*Records excerpted from a collection*.
Start of Block

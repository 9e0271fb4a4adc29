// Port Layer - Interfaces for external dependencies

pub mod http_transport;
pub mod raw_exchange;
pub mod sleeper; // For deterministic testing

// Re-exports
pub use http_transport::{ApiRequest, ApiResponse, HttpMethod, HttpTransport};
pub use raw_exchange::{BodyEncoding, RawExchange, RawRequest, RawResponse};
pub use sleeper::{Sleeper, TokioSleeper};
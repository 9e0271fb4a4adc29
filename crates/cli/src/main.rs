//! AuroraX CLI - Command-line interface for the AuroraX search API

use anyhow::{Context, Result};
use aurorax_sdk::{
    abort_channel, AuroraXClient, CancelOutcome, ConjunctionSearch, DataProductSearch,
    EphemerisSearch, HttpConfig, LogEntry, RequestListFilter, SearchJob, SearchKind, SearchOptions,
    SearchType, StatusReport, DEFAULT_BASE_URL,
};
use clap::{Parser, Subcommand, ValueEnum};
use colored::Colorize;
use serde::de::DeserializeOwned;
use serde::Serialize;
use serde_json::Value;
use std::path::{Path, PathBuf};
use std::time::Duration;
use tabled::{Table, Tabled};
use tracing::info;
use tracing_subscriber::{fmt, layer::SubscriberExt, util::SubscriberInitExt, EnvFilter};

#[derive(Parser)]
#[command(name = "aurorax")]
#[command(about = "AuroraX search API CLI", long_about = None)]
#[command(version)]
struct Cli {
    #[command(subcommand)]
    command: Commands,

    /// API base URL
    #[arg(long, env = "AURORAX_API_URL", default_value = DEFAULT_BASE_URL)]
    api_url: String,

    /// API key (sent as x-aurorax-api-key)
    #[arg(long, env = "AURORAX_API_KEY", hide_env_values = true)]
    api_key: Option<String>,

    /// Per-request timeout in seconds
    #[arg(long, env = "AURORAX_API_TIMEOUT_SECS", default_value = "60")]
    timeout_secs: u64,

    /// Seconds between status checks while waiting
    #[arg(long, default_value = "1")]
    poll_interval: u64,

    /// Log polling progress at info level
    #[arg(short, long)]
    verbose: bool,
}

#[derive(Clone, Copy, ValueEnum)]
enum Kind {
    Ephemeris,
    DataProducts,
    Conjunctions,
}

#[derive(Subcommand)]
enum Commands {
    /// Submit a search from a JSON query file
    Search {
        #[arg(value_enum)]
        kind: Kind,

        /// Path to the query JSON
        #[arg(short, long)]
        query_file: PathBuf,

        /// Print the request URL and return without waiting
        #[arg(long)]
        no_wait: bool,

        /// Write the result rows to this file instead of stdout
        #[arg(short, long)]
        output: Option<PathBuf>,
    },

    /// Show status of a submitted request
    Status {
        /// Request URL
        request_url: String,
    },

    /// Show logs of a submitted request
    Logs {
        /// Request URL
        request_url: String,
    },

    /// Wait for a request to finish
    Wait {
        /// Request URL
        request_url: String,
    },

    /// Download result rows from a data URL
    Data {
        /// Data URL (`<request_url>/data`)
        data_url: String,

        /// Optional response format JSON
        #[arg(long)]
        format_file: Option<PathBuf>,
    },

    /// Cancel a submitted request
    Cancel {
        /// Request URL
        request_url: String,

        /// Wait until the service settles the cancellation
        #[arg(long)]
        wait: bool,
    },

    /// Show the SQL-like description of a query
    Describe {
        #[arg(value_enum)]
        kind: Kind,

        /// Path to the query JSON
        #[arg(short, long)]
        query_file: PathBuf,
    },

    /// List search requests (administrator key)
    ListRequests {
        /// conjunction, data_product or ephemeris
        #[arg(long)]
        search_type: Option<String>,

        /// Only requests still running
        #[arg(long)]
        active: Option<bool>,
    },

    /// Delete a search request (administrator key)
    DeleteRequest {
        /// Request id
        request_id: String,
    },
}

#[derive(Tabled)]
struct StatusRow {
    completed: bool,
    error: bool,
    results: u64,
    bytes: u64,
    data_location: String,
}

#[derive(Tabled)]
struct LogRow {
    level: String,
    timestamp: String,
    summary: String,
}

#[derive(Tabled)]
struct SubmittedRow {
    kind: String,
    request_id: String,
    request_url: String,
}

fn init_logging(verbose: bool) -> Result<()> {
    let log_format = std::env::var("AURORAX_LOG_FORMAT").unwrap_or_else(|_| "pretty".to_string());
    let default_directive = if verbose { "aurorax=info" } else { "aurorax=warn" };

    let env_filter = EnvFilter::try_from_default_env()
        .or_else(|_| EnvFilter::try_new(default_directive))
        .context("Failed to create env filter")?;

    match log_format.as_str() {
        "json" => {
            tracing_subscriber::registry()
                .with(env_filter)
                .with(fmt::layer().json().with_writer(std::io::stderr))
                .init();
        }
        _ => {
            tracing_subscriber::registry()
                .with(env_filter)
                .with(fmt::layer().with_writer(std::io::stderr))
                .init();
        }
    }
    Ok(())
}

fn read_json<T: DeserializeOwned>(path: &Path) -> Result<T> {
    let text = std::fs::read_to_string(path)
        .with_context(|| format!("Failed to read {}", path.display()))?;
    serde_json::from_str(&text).with_context(|| format!("Invalid JSON in {}", path.display()))
}

fn print_status(report: &StatusReport) {
    let s = &report.snapshot;
    let row = StatusRow {
        completed: s.completed,
        error: s.error_condition,
        results: s.result_count,
        bytes: s.result_byte_size,
        data_location: s.data_location.clone().unwrap_or_else(|| "-".to_string()),
    };
    println!("{}", Table::new(vec![row]));

    let headline = if s.has_data() {
        "✓ Data available".green().bold()
    } else if s.error_condition {
        "✗ Search reported an error".red().bold()
    } else {
        "… Still running".yellow().bold()
    };
    println!("{}", headline);
}

fn print_logs(logs: &[LogEntry]) {
    if logs.is_empty() {
        println!("{}", "No logs available".yellow());
        return;
    }
    let rows: Vec<LogRow> = logs
        .iter()
        .map(|l| LogRow {
            level: l.level.clone(),
            timestamp: l.timestamp.clone().unwrap_or_default(),
            summary: l.summary.clone(),
        })
        .collect();
    println!("{}", Table::new(rows));
}

fn write_rows<T: Serialize>(rows: &T, output: Option<&Path>) -> Result<()> {
    let text = serde_json::to_string_pretty(rows)?;
    match output {
        Some(path) => {
            std::fs::write(path, text).with_context(|| format!("Failed to write {}", path.display()))?;
            eprintln!("{} {}", "✓ Results written to".green().bold(), path.display());
        }
        None => println!("{}", text),
    }
    Ok(())
}

async fn run_search<K>(
    client: &AuroraXClient,
    query_file: &Path,
    no_wait: bool,
    output: Option<&Path>,
    options: &SearchOptions,
) -> Result<()>
where
    K: SearchKind,
    K::Query: DeserializeOwned,
    K::Record: Serialize,
{
    let query: K::Query = read_json(query_file)?;
    let mut job: SearchJob<K> = client.job(query);
    info!(kind = K::NAME, query_file = %query_file.display(), "Running search");

    if no_wait {
        job.submit().await.context("Failed to submit search")?;
        info!(request_id = ?job.request_id(), "Search submitted, not waiting");
        println!("{}", "✓ Search submitted".green().bold());
        let row = SubmittedRow {
            kind: K::NAME.to_string(),
            request_id: job.request_id().unwrap_or_default().to_string(),
            request_url: job.request_url().unwrap_or_default().to_string(),
        };
        println!("{}", Table::new(vec![row]));
        return Ok(());
    }

    job.run(options.poll_interval, options.verbose, &options.abort)
        .await
        .context("Search did not complete")?;

    if let Some(status) = job.status() {
        info!(
            request_id = ?job.request_id(),
            result_count = status.result_count,
            "Search finished"
        );
        eprintln!(
            "{} {} results ({} bytes)",
            "✓ Search complete:".green().bold(),
            status.result_count,
            status.result_byte_size
        );
    }

    if job.raw_data().is_empty() {
        write_rows(&job.data(), output)
    } else {
        write_rows(&job.raw_data(), output)
    }
}

async fn run_describe<K>(client: &AuroraXClient, query_file: &Path) -> Result<()>
where
    K: SearchKind,
    K::Query: DeserializeOwned,
{
    let query: K::Query = read_json(query_file)?;
    let description = client.describe::<K>(&query).await?;
    println!("{}", description);
    Ok(())
}

#[tokio::main]
async fn main() -> Result<()> {
    let cli = Cli::parse();
    init_logging(cli.verbose)?;

    let mut config = HttpConfig::from_env()
        .with_base_url(cli.api_url.clone())
        .with_timeout(Duration::from_secs(cli.timeout_secs));
    if let Some(key) = &cli.api_key {
        config = config.with_api_key(key.clone());
    }
    let client = AuroraXClient::new(config).context("Failed to create client")?;
    info!(api_url = %cli.api_url, "Client ready");

    let (abort_handle, abort) = abort_channel();
    tokio::spawn(async move {
        if tokio::signal::ctrl_c().await.is_ok() {
            abort_handle.abort();
        }
    });
    let options = SearchOptions::default()
        .with_poll_interval(Duration::from_secs(cli.poll_interval))
        .verbose(cli.verbose)
        .with_abort(abort);

    match cli.command {
        Commands::Search {
            kind,
            query_file,
            no_wait,
            output,
        } => {
            let output = output.as_deref();
            match kind {
                Kind::Ephemeris => {
                    run_search::<EphemerisSearch>(&client, &query_file, no_wait, output, &options).await?
                }
                Kind::DataProducts => {
                    run_search::<DataProductSearch>(&client, &query_file, no_wait, output, &options).await?
                }
                Kind::Conjunctions => {
                    run_search::<ConjunctionSearch>(&client, &query_file, no_wait, output, &options).await?
                }
            }
        }

        Commands::Status { request_url } => {
            let report = client.get_status(&request_url).await?;
            print_status(&report);
            println!();
            print_logs(&report.logs);
        }

        Commands::Logs { request_url } => {
            let logs = client.get_logs(&request_url).await?;
            println!("{}", format!("Logs for {}:", request_url).cyan().bold());
            print_logs(&logs);
        }

        Commands::Wait { request_url } => {
            let report = client.wait_for_data(&request_url, &options).await?;
            print_status(&report);
        }

        Commands::Data {
            data_url,
            format_file,
        } => {
            let format: Option<Value> = match &format_file {
                Some(path) => Some(read_json(path)?),
                None => None,
            };
            let rows = client.get_data(&data_url, format.as_ref()).await?;
            write_rows(&rows, None)?;
        }

        Commands::Cancel { request_url, wait } => {
            info!(request_url = %request_url, wait, "Cancelling search");
            let outcome = client.cancel(&request_url, wait, &options).await?;
            info!(outcome = ?outcome, "Cancel finished");
            let message = match outcome {
                CancelOutcome::Requested => "✓ Cancellation requested".green().bold(),
                CancelOutcome::Acknowledged => "✓ Search cancelled".green().bold(),
                CancelOutcome::CompletedFirst => "○ Search completed before the cancellation took effect".yellow().bold(),
            };
            println!("{}", message);
        }

        Commands::Describe { kind, query_file } => match kind {
            Kind::Ephemeris => run_describe::<EphemerisSearch>(&client, &query_file).await?,
            Kind::DataProducts => run_describe::<DataProductSearch>(&client, &query_file).await?,
            Kind::Conjunctions => run_describe::<ConjunctionSearch>(&client, &query_file).await?,
        },

        Commands::ListRequests {
            search_type,
            active,
        } => {
            let search_type = search_type
                .as_deref()
                .map(str::parse::<SearchType>)
                .transpose()?;
            let filter = RequestListFilter {
                search_type,
                active,
                ..Default::default()
            };
            let rows = client.list_requests(&filter).await?;
            info!(count = rows.len(), "Listed search requests");
            println!("{}", format!("{} search requests", rows.len()).cyan().bold());
            write_rows(&rows, None)?;
        }

        Commands::DeleteRequest { request_id } => {
            info!(request_id = %request_id, "Deleting request");
            client.delete_request(&request_id).await?;
            println!("{}", format!("✓ Request {} deleted", request_id).green().bold());
        }
    }

    Ok(())
}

End of Block

*About this task*. A single integer is the expected output: the number of lines in the data that include the word "None".

*Output for this task*. 5